• Still BUY, new MYR3.72 TP from MYR3.95, 17% upside, c.2% yield. 9M24 core earnings missed, dragged by lower margins from subdued utilisation, unfavourable FX, and higher costs despite elevated USD revenue. Unisem (M) expects flattish QoQ loadings but sees a better FY25 on higher loadings, new programmes, and supply chain diversification. Despite the subdued earnings, a sector recovery is underway with better loadings, albeit a gradual one. We advocate buy on dips and ride on a stronger recovery into FY25.
• Below. 9M24 revenue of MYR1,169.1.4m (+7.4% YoY) led to core earnings of MYR41.5m (-23%) at 42% and 32.5% of our and Street’s full-year estimates. Main drags: Lower gross margins – on product mix changes, higher operating costs, and loss-making wafer bumping services. Notably, EBITDA margins compressed to 18.9% (9M23: 21.5%) despite higher revenue on suboptimal utilisation, increased staff costs, and unfavourable FX movements. A MYR0.02 third interim dividend (flattish YoY) was declared.

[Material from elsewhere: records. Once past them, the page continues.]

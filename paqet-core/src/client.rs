use crate::config::Config;
use crate::error::{Error, Result};
use crate::packet::PacketChannel;
use crate::proto::{Preamble, TargetAddr};
use crate::transport::{self, Connection, Stream};
use crate::util::iterator::RoundRobin;
use std::net::SocketAddr;
use std::sync::Arc;
use std::time::{Duration, Instant};
use tokio::sync::{Mutex, RwLock};
use tokio_util::sync::CancellationToken;

/// Lifetime stamped on a rebuilt ring slot, for observability.
const SLOT_EXPIRE_SECS: u64 = 300;

struct Slot {
    conn: Arc<dyn Connection>,
    expire: Instant,
}

/// Client session manager: a fixed ring of transport connections to the
/// server, each over its own Packet Channel, with stream-open retry and a
/// liveness ticker.
pub struct Client {
    cfg: Config,
    server_addr: SocketAddr,
    ring: RoundRobin<RwLock<Slot>>,
    rebuild_lock: Mutex<()>,
    cancel: CancellationToken,
}

impl Client {
    /// Build `transport.conn` connections and start the ping ticker.
    pub async fn connect(cfg: Config, cancel: CancellationToken) -> Result<Arc<Self>> {
        let server_addr = cfg.server.socket_addr()?;
        let mut slots = Vec::with_capacity(cfg.transport.conn);
        for i in 0..cfg.transport.conn {
            let conn = build_connection(&cfg, server_addr, &cancel).await?;
            tracing::info!(
                "connection {}/{} established to {}",
                i + 1,
                cfg.transport.conn,
                server_addr
            );
            slots.push(RwLock::new(Slot {
                conn,
                expire: Instant::now() + Duration::from_secs(SLOT_EXPIRE_SECS),
            }));
        }

        let client = Arc::new(Self {
            cfg,
            server_addr,
            ring: RoundRobin::new(slots),
            rebuild_lock: Mutex::new(()),
            cancel,
        });
        client.clone().send_flag_profiles().await;
        client.clone().spawn_ticker();
        Ok(client)
    }

    /// Announce our remote flag profile preference so the server shapes its
    /// answers to this client accordingly.
    async fn send_flag_profiles(self: Arc<Self>) {
        let profiles = self.cfg.network.tcp.remote_flag.clone();
        if profiles.is_empty() {
            return;
        }
        match self.open_stream().await {
            Ok(stream) => {
                let preamble = Preamble::Flags(profiles).encode();
                if let Err(e) = stream.write_all(&preamble).await {
                    tracing::debug!("failed to announce flag profiles: {}", e);
                }
                let _ = stream.close().await;
            }
            Err(e) => tracing::debug!("failed to open flag announcement stream: {}", e),
        }
    }

    fn spawn_ticker(self: Arc<Self>) {
        let period = Duration::from_secs(self.cfg.transport.kcp.ping_sec);
        let client = self;
        tokio::spawn(async move {
            let mut ticker = tokio::time::interval(period);
            ticker.set_missed_tick_behavior(tokio::time::MissedTickBehavior::Delay);
            ticker.tick().await;
            loop {
                tokio::select! {
                    _ = client.cancel.cancelled() => return,
                    _ = ticker.tick() => {}
                }
                for slot in client.ring.items() {
                    let conn = slot.read().await.conn.clone();
                    if let Err(e) = conn.ping(true).await {
                        tracing::debug!("keepalive ping failed: {}", e);
                    }
                }
            }
        });
    }

    /// Pick the next ring slot, rebuilding its connection if the liveness
    /// probe fails.
    async fn next_conn(&self) -> Result<Arc<dyn Connection>> {
        let _guard = self.rebuild_lock.lock().await;
        let idx = self
            .ring
            .next_index()
            .ok_or_else(|| Error::config("no connections configured"))?;
        let slot = &self.ring.items()[idx];

        let conn = slot.read().await.conn.clone();
        if conn.ping(false).await.is_ok() {
            return Ok(conn);
        }

        tracing::info!("connection lost, rebuilding ring slot {}", idx);
        let _ = conn.close().await;
        let fresh = build_connection(&self.cfg, self.server_addr, &self.cancel).await?;
        let mut slot = slot.write().await;
        slot.conn = fresh.clone();
        slot.expire = Instant::now() + Duration::from_secs(SLOT_EXPIRE_SECS);
        tracing::debug!("ring slot {} rebuilt, expires at {:?}", idx, slot.expire);
        Ok(fresh)
    }

    /// Open a stream over the ring with bounded exponential-backoff retry.
    pub async fn open_stream(&self) -> Result<Box<dyn Stream>> {
        let max_attempts = self.cfg.performance.max_retry_attempts.max(1);
        for attempt in 0..max_attempts {
            if self.cancel.is_cancelled() {
                return Err(Error::Cancelled);
            }
            let conn = match self.next_conn().await {
                Ok(conn) => conn,
                Err(e) => {
                    tracing::debug!(
                        "session creation failed (attempt {}/{}), retrying after backoff: {}",
                        attempt + 1,
                        max_attempts,
                        e
                    );
                    self.retry_sleep(attempt).await?;
                    continue;
                }
            };
            match conn.open_stream().await {
                Ok(stream) => return Ok(stream),
                Err(e) => {
                    tracing::debug!(
                        "failed to open stream (attempt {}/{}), retrying: {}",
                        attempt + 1,
                        max_attempts,
                        e
                    );
                    self.retry_sleep(attempt).await?;
                }
            }
        }
        Err(Error::StreamUnavailable {
            attempts: max_attempts,
        })
    }

    async fn retry_sleep(&self, attempt: usize) -> Result<()> {
        let backoff = retry_backoff(
            Duration::from_millis(self.cfg.performance.retry_initial_backoff_ms),
            Duration::from_millis(self.cfg.performance.retry_max_backoff_ms),
            attempt,
        );
        tokio::select! {
            _ = self.cancel.cancelled() => Err(Error::Cancelled),
            _ = tokio::time::sleep(backoff) => Ok(()),
        }
    }

    /// Open a tunnel stream piping to a TCP connection at `target`.
    pub async fn tcp(&self, target: &str) -> Result<Box<dyn Stream>> {
        let target = TargetAddr::parse(target)?;
        let stream = self.open_stream().await?;
        stream.write_all(&Preamble::Tcp(target).encode()).await?;
        Ok(stream)
    }

    /// Open a tunnel stream relaying UDP datagrams to `target`.
    pub async fn udp(&self, target: &str) -> Result<Box<dyn Stream>> {
        let target = TargetAddr::parse(target)?;
        let stream = self.open_stream().await?;
        stream.write_all(&Preamble::Udp(target).encode()).await?;
        Ok(stream)
    }

    pub fn config(&self) -> &Config {
        &self.cfg
    }

    pub async fn close(&self) {
        self.cancel.cancel();
        for slot in self.ring.items() {
            let conn = slot.read().await.conn.clone();
            let _ = conn.close().await;
        }
    }
}

/// Dial one transport connection over a freshly-constructed Packet Channel.
async fn build_connection(
    cfg: &Config,
    server_addr: SocketAddr,
    cancel: &CancellationToken,
) -> Result<Arc<dyn Connection>> {
    let channel = Arc::new(PacketChannel::new(cfg, cancel)?);
    transport::dial(server_addr, cfg, channel).await
}

/// Stream-open retry backoff: `initial * 2^attempt`, capped.
pub fn retry_backoff(initial: Duration, max: Duration, attempt: usize) -> Duration {
    let exp = attempt.min(32) as u32;
    let ms = initial.as_millis().saturating_mul(1u128 << exp);
    Duration::from_millis(ms.min(max.as_millis()) as u64)
}

#[cfg(test)]
mod tests {
    use super::*;

    #[test]
    fn test_retry_backoff_doubles_and_caps() {
        let initial = Duration::from_millis(100);
        let max = Duration::from_millis(10_000);
        assert_eq!(retry_backoff(initial, max, 0), Duration::from_millis(100));
        assert_eq!(retry_backoff(initial, max, 1), Duration::from_millis(200));
        assert_eq!(retry_backoff(initial, max, 2), Duration::from_millis(400));
        assert_eq!(retry_backoff(initial, max, 5), Duration::from_millis(3200));
        assert_eq!(retry_backoff(initial, max, 9), Duration::from_millis(10_000));
        assert_eq!(retry_backoff(initial, max, 31), Duration::from_millis(10_000));
    }

    #[test]
    fn test_retry_backoff_huge_attempt_does_not_overflow() {
        let initial = Duration::from_millis(100);
        let max = Duration::from_millis(10_000);
        assert_eq!(retry_backoff(initial, max, 1000), Duration::from_millis(10_000));
    }
}
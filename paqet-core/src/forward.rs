use crate::client::Client;
use crate::config::ForwardConfig;
use crate::error::{Error, Result};
use crate::server::pipe_stream_tcp;
use crate::transport::Stream;
use dashmap::DashMap;
use std::net::SocketAddr;
use std::sync::Arc;
use std::time::Duration;
use tokio::net::UdpSocket;
use tokio::sync::mpsc;
use tokio_util::sync::CancellationToken;

/// Idle UDP forwarding sessions expire after this long without traffic.
const UDP_SESSION_IDLE: Duration = Duration::from_secs(120);

/// Port forwarder: relays a fixed local listen address to one fixed target
/// through the tunnel, over TCP or UDP.
pub struct Forwarder {
    client: Arc<Client>,
    cfg: ForwardConfig,
}

impl Forwarder {
    pub fn new(client: Arc<Client>, cfg: ForwardConfig) -> Self {
        Self { client, cfg }
    }

    pub async fn start(self, cancel: CancellationToken) -> Result<()> {
        tracing::debug!(
            "starting {} forwarder: {} -> {}",
            self.cfg.protocol,
            self.cfg.listen,
            self.cfg.target
        );
        match self.cfg.protocol.as_str() {
            "tcp" => self.start_tcp(cancel).await,
            "udp" => self.start_udp(cancel).await,
            p => Err(Error::config(format!("unsupported forward protocol '{}'", p))),
        }
    }

    async fn start_tcp(self, cancel: CancellationToken) -> Result<()> {
        let addr: SocketAddr = self
            .cfg
            .listen
            .parse()
            .map_err(|_| Error::config(format!("invalid forward listen address '{}'", self.cfg.listen)))?;
        let listener = crate::socks::bind_reuse(addr)?;
        tracing::info!("TCP forwarder listening on {} -> {}", addr, self.cfg.target);

        let forwarder = Arc::new(self);
        tokio::spawn(async move {
            loop {
                let accepted = tokio::select! {
                    _ = cancel.cancelled() => break,
                    accepted = listener.accept() => accepted,
                };
                match accepted {
                    Ok((mut stream, peer)) => {
                        let forwarder = forwarder.clone();
                        tokio::spawn(async move {
                            let tunnel = match forwarder.client.tcp(&forwarder.cfg.target).await {
                                Ok(tunnel) => tunnel,
                                Err(e) => {
                                    tracing::error!(
                                        "forwarder failed to open stream for {}: {}",
                                        peer,
                                        e
                                    );
                                    return;
                                }
                            };
                            if let Err(e) = pipe_stream_tcp(tunnel.as_ref(), &mut stream).await {
                                tracing::debug!("forwarded connection from {} ended: {}", peer, e);
                            }
                        });
                    }
                    Err(e) => {
                        tracing::error!("forwarder accept error: {}", e);
                    }
                }
            }
        });
        Ok(())
    }

    async fn start_udp(self, cancel: CancellationToken) -> Result<()> {
        let addr: SocketAddr = self
            .cfg
            .listen
            .parse()
            .map_err(|_| Error::config(format!("invalid forward listen address '{}'", self.cfg.listen)))?;
        let socket = Arc::new(
            UdpSocket::bind(addr)
                .await
                .map_err(|e| Error::bind_with_source(format!("failed to bind {}", addr), e))?,
        );
        tracing::info!("UDP forwarder listening on {} -> {}", addr, self.cfg.target);

        let sessions: Arc<DashMap<SocketAddr, mpsc::Sender<Vec<u8>>>> = Arc::new(DashMap::new());
        let forwarder = Arc::new(self);
        tokio::spawn(async move {
            let mut buf = vec![0u8; crate::buffer::UDP_BUF_SIZE];
            loop {
                let (n, peer) = tokio::select! {
                    _ = cancel.cancelled() => break,
                    received = socket.recv_from(&mut buf) => match received {
                        Ok(r) => r,
                        Err(e) => {
                            tracing::error!("UDP forwarder recv error: {}", e);
                            continue;
                        }
                    },
                };
                let datagram = buf[..n].to_vec();

                if let Some(tx) = sessions.get(&peer).map(|e| e.value().clone()) {
                    if tx.send(datagram).await.is_ok() {
                        continue;
                    }
                    sessions.remove(&peer);
                    continue;
                }

                // First datagram from this peer: open a tunnel session.
                let (tx, rx) = mpsc::channel(256);
                if tx.send(datagram).await.is_err() {
                    continue;
                }
                sessions.insert(peer, tx);
                let forwarder = forwarder.clone();
                let socket = socket.clone();
                let sessions = sessions.clone();
                let session_cancel = cancel.child_token();
                tokio::spawn(async move {
                    if let Err(e) = forwarder
                        .run_udp_session(peer, rx, socket, session_cancel)
                        .await
                    {
                        tracing::debug!("UDP session for {} ended: {}", peer, e);
                    }
                    sessions.remove(&peer);
                });
            }
        });
        Ok(())
    }

    /// One tunnel stream per local peer: client datagrams go up
    /// length-prefixed, replies come back down to the peer's address.
    async fn run_udp_session(
        &self,
        peer: SocketAddr,
        mut rx: mpsc::Receiver<Vec<u8>>,
        socket: Arc<UdpSocket>,
        cancel: CancellationToken,
    ) -> Result<()> {
        let tunnel = self.client.udp(&self.cfg.target).await?;
        tracing::debug!("UDP session opened for {} -> {}", peer, self.cfg.target);

        let upstream = async {
            loop {
                let datagram = tokio::time::timeout(UDP_SESSION_IDLE, rx.recv())
                    .await
                    .map_err(|_| Error::DeadlineExceeded)?
                    .ok_or(Error::Cancelled)?;
                let mut framed = Vec::with_capacity(2 + datagram.len());
                framed.extend_from_slice(&(datagram.len() as u16).to_be_bytes());
                framed.extend_from_slice(&datagram);
                tunnel.write_all(&framed).await?;
            }
            #[allow(unreachable_code)]
            Ok::<_, Error>(())
        };
        let downstream = async {
            let mut buf = crate::buffer::udp_buffer();
            loop {
                let mut len = [0u8; 2];
                tunnel.read_exact(&mut len).await?;
                let len = u16::from_be_bytes(len) as usize;
                if len > buf.len() {
                    return Err(Error::protocol("UDP datagram exceeds buffer"));
                }
                tunnel.read_exact(&mut buf[..len]).await?;
                socket
                    .send_to(&buf[..len], peer)
                    .await
                    .map_err(|e| Error::network_with_source("UDP reply send failed", e))?;
            }
            #[allow(unreachable_code)]
            Ok::<_, Error>(())
        };

        let result = tokio::select! {
            _ = cancel.cancelled() => Err(Error::Cancelled),
            r = upstream => r,
            r = downstream => r,
        };
        let _ = tunnel.close().await;
        result
    }
}
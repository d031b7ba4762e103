use crate::error::{Error, Result};
use bytes::{Buf, BufMut, BytesMut};
use std::net::{IpAddr, Ipv4Addr, Ipv6Addr, SocketAddr};

const PROTO_VERSION: u8 = 1;

const CMD_TCP: u8 = 0x01;
const CMD_UDP: u8 = 0x02;
const CMD_FLAGS: u8 = 0x03;

const ADDR_TYPE_IPV4: u8 = 0x01;
const ADDR_TYPE_DOMAIN: u8 = 0x03;
const ADDR_TYPE_IPV6: u8 = 0x04;

/// Target of a tunneled stream: a literal socket address or a hostname the
/// server resolves.
#[derive(Debug, Clone, PartialEq, Eq)]
pub enum TargetAddr {
    Ip(SocketAddr),
    Domain(String, u16),
}

impl std::fmt::Display for TargetAddr {
    fn fmt(&self, f: &mut std::fmt::Formatter<'_>) -> std::fmt::Result {
        match self {
            TargetAddr::Ip(addr) => write!(f, "{}", addr),
            TargetAddr::Domain(domain, port) => write!(f, "{}:{}", domain, port),
        }
    }
}

impl TargetAddr {
    /// Parse "host:port", preferring the literal address form.
    pub fn parse(s: &str) -> Result<Self> {
        if let Ok(addr) = s.parse::<SocketAddr>() {
            return Ok(TargetAddr::Ip(addr));
        }
        let (host, port) = s
            .rsplit_once(':')
            .ok_or_else(|| Error::protocol(format!("target '{}' has no port", s)))?;
        let port: u16 = port
            .parse()
            .map_err(|_| Error::protocol(format!("invalid port in target '{}'", s)))?;
        if host.is_empty() || host.len() > 255 {
            return Err(Error::protocol(format!("invalid host in target '{}'", s)));
        }
        Ok(TargetAddr::Domain(host.to_string(), port))
    }
}

/// The tagged preamble written at the head of every tunnel stream.
#[derive(Debug, Clone, PartialEq, Eq)]
pub enum Preamble {
    /// Pipe the stream to a TCP connection to the target.
    Tcp(TargetAddr),
    /// Relay length-prefixed datagrams to the target over UDP.
    Udp(TargetAddr),
    /// Install the given flag profiles for segments sent back to this peer.
    Flags(Vec<String>),
}

impl Preamble {
    pub fn encode(&self) -> Vec<u8> {
        let mut buf = BytesMut::with_capacity(64);
        buf.put_u8(PROTO_VERSION);
        match self {
            Preamble::Tcp(target) => {
                buf.put_u8(CMD_TCP);
                encode_target(&mut buf, target);
            }
            Preamble::Udp(target) => {
                buf.put_u8(CMD_UDP);
                encode_target(&mut buf, target);
            }
            Preamble::Flags(profiles) => {
                buf.put_u8(CMD_FLAGS);
                buf.put_u8(profiles.len() as u8);
                for p in profiles {
                    buf.put_u8(p.len() as u8);
                    buf.put_slice(p.as_bytes());
                }
            }
        }
        buf.to_vec()
    }

    /// Read a preamble from the head of a stream.
    pub async fn read_from<S>(stream: &S) -> Result<Self>
    where
        S: crate::transport::Stream + ?Sized,
    {
        let mut header = [0u8; 2];
        stream.read_exact(&mut header).await?;
        if header[0] != PROTO_VERSION {
            return Err(Error::protocol(format!(
                "unsupported preamble version {}",
                header[0]
            )));
        }
        match header[1] {
            CMD_TCP => Ok(Preamble::Tcp(read_target(stream).await?)),
            CMD_UDP => Ok(Preamble::Udp(read_target(stream).await?)),
            CMD_FLAGS => {
                let mut count = [0u8; 1];
                stream.read_exact(&mut count).await?;
                let mut profiles = Vec::with_capacity(count[0] as usize);
                for _ in 0..count[0] {
                    let mut len = [0u8; 1];
                    stream.read_exact(&mut len).await?;
                    let mut s = vec![0u8; len[0] as usize];
                    stream.read_exact(&mut s).await?;
                    profiles.push(
                        String::from_utf8(s)
                            .map_err(|_| Error::protocol("invalid flag profile encoding"))?,
                    );
                }
                Ok(Preamble::Flags(profiles))
            }
            cmd => Err(Error::protocol(format!("unknown preamble command {}", cmd))),
        }
    }

    /// Decode from a byte slice, returning the consumed length.
    pub fn decode(data: &[u8]) -> Result<(Self, usize)> {
        let mut buf = data;
        if buf.remaining() < 2 {
            return Err(Error::protocol("preamble too short"));
        }
        let version = buf.get_u8();
        if version != PROTO_VERSION {
            return Err(Error::protocol(format!(
                "unsupported preamble version {}",
                version
            )));
        }
        let cmd = buf.get_u8();
        match cmd {
            CMD_TCP | CMD_UDP => {
                let (target, consumed) = decode_target(buf)?;
                let total = 2 + consumed;
                if cmd == CMD_TCP {
                    Ok((Preamble::Tcp(target), total))
                } else {
                    Ok((Preamble::Udp(target), total))
                }
            }
            CMD_FLAGS => {
                if buf.remaining() < 1 {
                    return Err(Error::protocol("preamble too short"));
                }
                let count = buf.get_u8() as usize;
                let mut profiles = Vec::with_capacity(count);
                let mut consumed = 3;
                for _ in 0..count {
                    if buf.remaining() < 1 {
                        return Err(Error::protocol("preamble too short"));
                    }
                    let len = buf.get_u8() as usize;
                    if buf.remaining() < len {
                        return Err(Error::protocol("preamble too short"));
                    }
                    let mut s = vec![0u8; len];
                    buf.copy_to_slice(&mut s);
                    consumed += 1 + len;
                    profiles.push(
                        String::from_utf8(s)
                            .map_err(|_| Error::protocol("invalid flag profile encoding"))?,
                    );
                }
                Ok((Preamble::Flags(profiles), consumed))
            }
            cmd => Err(Error::protocol(format!("unknown preamble command {}", cmd))),
        }
    }
}

fn encode_target(buf: &mut BytesMut, target: &TargetAddr) {
    match target {
        TargetAddr::Ip(SocketAddr::V4(v4)) => {
            buf.put_u8(ADDR_TYPE_IPV4);
            buf.put_slice(&v4.ip().octets());
            buf.put_u16(v4.port());
        }
        TargetAddr::Ip(SocketAddr::V6(v6)) => {
            buf.put_u8(ADDR_TYPE_IPV6);
            buf.put_slice(&v6.ip().octets());
            buf.put_u16(v6.port());
        }
        TargetAddr::Domain(domain, port) => {
            buf.put_u8(ADDR_TYPE_DOMAIN);
            buf.put_u8(domain.len() as u8);
            buf.put_slice(domain.as_bytes());
            buf.put_u16(*port);
        }
    }
}

async fn read_target<S>(stream: &S) -> Result<TargetAddr>
where
    S: crate::transport::Stream + ?Sized,
{
    let mut addr_type = [0u8; 1];
    stream.read_exact(&mut addr_type).await?;
    match addr_type[0] {
        ADDR_TYPE_IPV4 => {
            let mut raw = [0u8; 6];
            stream.read_exact(&mut raw).await?;
            let ip = Ipv4Addr::new(raw[0], raw[1], raw[2], raw[3]);
            let port = u16::from_be_bytes([raw[4], raw[5]]);
            Ok(TargetAddr::Ip(SocketAddr::new(IpAddr::V4(ip), port)))
        }
        ADDR_TYPE_IPV6 => {
            let mut raw = [0u8; 18];
            stream.read_exact(&mut raw).await?;
            let mut octets = [0u8; 16];
            octets.copy_from_slice(&raw[..16]);
            let port = u16::from_be_bytes([raw[16], raw[17]]);
            Ok(TargetAddr::Ip(SocketAddr::new(
                IpAddr::V6(Ipv6Addr::from(octets)),
                port,
            )))
        }
        ADDR_TYPE_DOMAIN => {
            let mut len = [0u8; 1];
            stream.read_exact(&mut len).await?;
            let mut raw = vec![0u8; len[0] as usize + 2];
            stream.read_exact(&mut raw).await?;
            let domain = String::from_utf8(raw[..len[0] as usize].to_vec())
                .map_err(|_| Error::protocol("invalid domain encoding"))?;
            let port = u16::from_be_bytes([raw[len[0] as usize], raw[len[0] as usize + 1]]);
            Ok(TargetAddr::Domain(domain, port))
        }
        t => Err(Error::protocol(format!("unknown address type {}", t))),
    }
}

fn decode_target(mut buf: &[u8]) -> Result<(TargetAddr, usize)> {
    if buf.remaining() < 1 {
        return Err(Error::protocol("address too short"));
    }
    let addr_type = buf.get_u8();
    match addr_type {
        ADDR_TYPE_IPV4 => {
            if buf.remaining() < 6 {
                return Err(Error::protocol("IPv4 address too short"));
            }
            let ip = Ipv4Addr::new(buf.get_u8(), buf.get_u8(), buf.get_u8(), buf.get_u8());
            let port = buf.get_u16();
            Ok((TargetAddr::Ip(SocketAddr::new(IpAddr::V4(ip), port)), 7))
        }
        ADDR_TYPE_IPV6 => {
            if buf.remaining() < 18 {
                return Err(Error::protocol("IPv6 address too short"));
            }
            let mut octets = [0u8; 16];
            buf.copy_to_slice(&mut octets);
            let port = buf.get_u16();
            Ok((
                TargetAddr::Ip(SocketAddr::new(IpAddr::V6(Ipv6Addr::from(octets)), port)),
                19,
            ))
        }
        ADDR_TYPE_DOMAIN => {
            if buf.remaining() < 1 {
                return Err(Error::protocol("domain length missing"));
            }
            let len = buf.get_u8() as usize;
            if buf.remaining() < len + 2 {
                return Err(Error::protocol("domain data too short"));
            }
            let mut raw = vec![0u8; len];
            buf.copy_to_slice(&mut raw);
            let domain =
                String::from_utf8(raw).map_err(|_| Error::protocol("invalid domain encoding"))?;
            let port = buf.get_u16();
            Ok((TargetAddr::Domain(domain, port), 1 + 1 + len + 2))
        }
        t => Err(Error::protocol(format!("unknown address type {}", t))),
    }
}

#[cfg(test)]
mod tests {
    use super::*;

    #[test]
    fn test_target_parse() {
        assert_eq!(
            TargetAddr::parse("10.0.0.1:80").unwrap(),
            TargetAddr::Ip("10.0.0.1:80".parse().unwrap())
        );
        assert_eq!(
            TargetAddr::parse("example.com:443").unwrap(),
            TargetAddr::Domain("example.com".to_string(), 443)
        );
        assert_eq!(
            TargetAddr::parse("[::1]:8080").unwrap(),
            TargetAddr::Ip("[::1]:8080".parse().unwrap())
        );
        assert!(TargetAddr::parse("no-port").is_err());
        assert!(TargetAddr::parse("host:notaport").is_err());
    }

    #[test]
    fn test_preamble_tcp_round_trip() {
        let p = Preamble::Tcp(TargetAddr::Domain("example.com".to_string(), 443));
        let encoded = p.encode();
        let (decoded, consumed) = Preamble::decode(&encoded).unwrap();
        assert_eq!(decoded, p);
        assert_eq!(consumed, encoded.len());
    }

    #[test]
    fn test_preamble_udp_ipv4_round_trip() {
        let p = Preamble::Udp(TargetAddr::Ip("192.168.1.1:53".parse().unwrap()));
        let encoded = p.encode();
        let (decoded, consumed) = Preamble::decode(&encoded).unwrap();
        assert_eq!(decoded, p);
        assert_eq!(consumed, encoded.len());
    }

    #[test]
    fn test_preamble_ipv6_round_trip() {
        let p = Preamble::Tcp(TargetAddr::Ip("[2001:db8::1]:443".parse().unwrap()));
        let encoded = p.encode();
        let (decoded, _) = Preamble::decode(&encoded).unwrap();
        assert_eq!(decoded, p);
    }

    #[test]
    fn test_preamble_flags_round_trip() {
        let p = Preamble::Flags(vec!["PA".to_string(), "A".to_string()]);
        let encoded = p.encode();
        let (decoded, consumed) = Preamble::decode(&encoded).unwrap();
        assert_eq!(decoded, p);
        assert_eq!(consumed, encoded.len());
    }

    #[test]
    fn test_preamble_rejects_bad_input() {
        assert!(Preamble::decode(&[]).is_err());
        assert!(Preamble::decode(&[9, CMD_TCP]).is_err());
        assert!(Preamble::decode(&[PROTO_VERSION, 0x77]).is_err());
        assert!(Preamble::decode(&[PROTO_VERSION, CMD_TCP, ADDR_TYPE_IPV4, 1, 2]).is_err());
    }
}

• Stronger sequentially. 3Q24 USD revenue (USD92m) continues its upward trajectory (three consecutive quarters) with a 9.1% growth QoQ thanks to better loadings at Unisem Chengdu, which indicates a recovery is underway. Nonetheless, core profit was only higher marginally QoQ to MYR14.7m (+3.3%) at MYR14.7m but -33.7% YoY due to unfavourable FX and increased operating costs stemming from additional expansion costs. Headcount continued to rise, reaching 6,398, but management indicates there is no intention to increase this further. Total 3Q24 capex was MYR91.6m (2Q24: MYR85.5m), mainly for equipment at the Chengdu plant and plant construction at Gopeng. Capex should taper off from hereon.
• Outlook. A flattish QoQ revenue ahead into 4Q can be expected, where demand for the micro-electromechanical systems or MEMS microphones, power management integrated circuits or PMICs, and sensors for industrial and automotive segments remains healthy. New customers/programmes from China/Taiwan Plus One are gaining traction – contribution expected in 1H25. The Chengdu plant is running at healthy utilisation, and installation of equipment and qualification at the Phase 3 plant is ongoing. Things are less rosy in Ipoh, where the operations were sub-optimal. The Gopeng plant is now undergoing qualification, and management is hopeful that this plant can contribute c.USD15-30m revenue in FY25 and help to reduce costs on efficiency gains. Higher labour and FX costs can be partially absorbed with increased utilisation while some will be passed on to customers.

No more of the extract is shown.